And my reduce version:

(defn title-case-reduce
  [str]
  (first (reduce #((if (= \space %2)
                     [(str (first %1) %2) true]
                     [(str (first %1) (if (second %1)
                                        (Character/toUpperCase %2)
                                        %2)) false]))
                 ["" true]
                 str)))

whatacold16:07:48

In fact the Python-equivalent iteration version is the hardest one to code, I leave it for tomorrow :(

whatacold03:07:30

Here is my "map" iteration version:

(defn title-case-iteration
  [input-str]
  (let [prev-whitespace-p (atom true)
        result (atom "")]
    (run! #(reset! result
                   (str @result
                        (if @prev-whitespace-p
                          (do (reset! prev-whitespace-p (= \space %))
                              (if (= \space %) % (Character/toUpperCase %)))
                          (do (reset! prev-whitespace-p (= \space %))
                              %))))
          input-str)
    @result))
Over the course, I learned that map returns a lazy seq, so that it won't call the lambda as the seq is consumed by nobody, and run! is perfect for this case.

jaju04:07:46

It’s a nice attempt! Here’s a slightly refactored version of the above for your consideration (I’ve tried to stay true to your flow)

(defn title-case-iteration-2 [input-str]
  (let [prev-whitespace-p (atom true)
        result (atom "")]
    (run! (fn [c]
            (reset! result 
                    (str @result
                         (if @prev-whitespace-p
                           (Character/toUpperCase c)
                           c)))
            (reset! prev-whitespace-p (= \space c)))
          input-str)
    @result))

jaju04:07:04

The latter versions (as opposed to the idiomatic one) preserve the spaces - just to keep that piece of info explicit in the discussion. 🙂 So, there’s a tradeoff.

jaju04:07:17

Here’s a version with reduce and no atom for state - so, a single pass and space-preserving.

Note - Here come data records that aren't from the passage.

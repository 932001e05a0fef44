use super::*;
use crate::foundation::core::DrawMode;
use crate::model::primitives::Text;
use crate::raster::engine::build;
use crate::text::metrics::ApproxTextMetrics;

fn solid(w: u32, h: u32, color: Color) -> Image {
    Image::rectangle(Rectangle {
        width: w,
        height: h,
        color,
        mode: DrawMode::Solid,
    })
}

#[test]
fn solid_rectangle_fills_every_pixel() {
    let px = CpuRenderer::default()
        .rasterize(&solid(4, 4, Color::RED))
        .unwrap();
    assert_eq!((px.width(), px.height()), (4, 4));
    assert!(px.pixels().iter().all(|&c| c == Color::RED));
}

#[test]
fn surface_follows_the_box_origin() {
    let px = CpuRenderer::default()
        .rasterize(&solid(3, 2, Color::BLUE).moved(100, -50))
        .unwrap();
    assert_eq!((px.width(), px.height()), (3, 2));
    assert!(px.pixels().iter().all(|&c| c == Color::BLUE));
}

#[test]
fn crop_clips_drawing() {
    let img = solid(10, 10, Color::WHITE)
        .overlay(&solid(10, 10, Color::RED).moved(5, 5))
        .cropped(0, 10, 0, 10);
    let px = CpuRenderer::default().rasterize(&img).unwrap();
    assert_eq!((px.width(), px.height()), (10, 10));
    assert_eq!(px.get(0, 0), Some(Color::WHITE));
    assert_eq!(px.get(4, 4), Some(Color::WHITE));
    assert_eq!(px.get(9, 9), Some(Color::RED));
}

#[test]
fn clear_color_shows_through_outlines() {
    let mut renderer = CpuRenderer::new(RenderSettings {
        clear: Some(Color::BLUE),
        ..RenderSettings::default()
    })
    .unwrap();
    let px = renderer
        .rasterize(&Image::rectangle(Rectangle::new(10, 10)))
        .unwrap();
    assert_eq!(px.get(5, 5), Some(Color::BLUE));
}

#[test]
fn raster_pixels_are_drawn() {
    let raster = build(4, 4, |_, _, _: &()| Color::GREEN, &()).unwrap();
    let img = raster.overlay(&Image::rectangle(Rectangle::new(0, 0)));
    let px = CpuRenderer::default().rasterize(&img).unwrap();
    let c = px.get(1, 1).unwrap();
    assert_eq!(c.a, 255);
    assert!(c.g > 200 && c.r < 50 && c.b < 50);
}

#[test]
fn text_without_font_is_a_render_error() {
    let img = Image::text(Text::new("hi"), &mut ApproxTextMetrics).unwrap();
    let err = CpuRenderer::default().rasterize(&img).unwrap_err();
    assert!(matches!(err, PicturaError::Render(_)));
}

#[test]
fn oversize_surface_is_a_render_error() {
    let img = solid(70_000, 1, Color::BLACK);
    let err = CpuRenderer::default().rasterize(&img).unwrap_err();
    assert!(matches!(err, PicturaError::Render(_)));
}

#[test]
fn invalid_settings_are_rejected() {
    let bad = RenderSettings {
        outline_width: -1.0,
        ..RenderSettings::default()
    };
    assert!(CpuRenderer::new(bad).is_err());
}

#[test]
fn text_renders_with_local_font_if_present() {
    let Ok(font_bytes) = std::fs::read("assets/fonts/DejaVuSans.ttf") else {
        return;
    };
    let mut renderer = CpuRenderer::default().with_font(font_bytes).unwrap();
    let params = Text {
        size: 24.0,
        ..Text::new("Hi")
    };
    let engine = renderer.text_engine().unwrap();
    let img = Image::text(params, engine).unwrap();
    let px = renderer.rasterize(&img).unwrap();
    assert!(px.pixels().iter().any(|c| c.a > 0));
}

(defn title-case-reduce [s]
  (->> s
       (reduce
        (fn [[prev accum] c]
          (cond
            (= :begin prev)
            [nil (Character/toUpperCase c)]
            (= \space c)
            [c (str accum prev)]
            (= \space prev)
            [nil (str accum prev (Character/toUpperCase c))]
            :else
            [nil (str accum c)]))
        [:begin ""])
       second))

;; You can also choose to use clojure.string/capitalize instead of Character/toUpperCase

whatacold04:07:51

Thanks, title-case-iteration-2 is cleaner and more concise. BTW, why do you prefer to use explicit (fn) here to define a lambda? Is it because the function body is too long, so that naming the argument as c is better for reading?

jaju04:07:05

Matter of taste, but I like to use the (fn) version when the lambda tends to grow big/multi-line - when the % is easy to miss.

whatacold06:07:35

https://whatacold.io/blog/2021-07-25-clojure-string-title-case/ I put all these into the above blog post for better reading, thanks so much @U06KGH6LB.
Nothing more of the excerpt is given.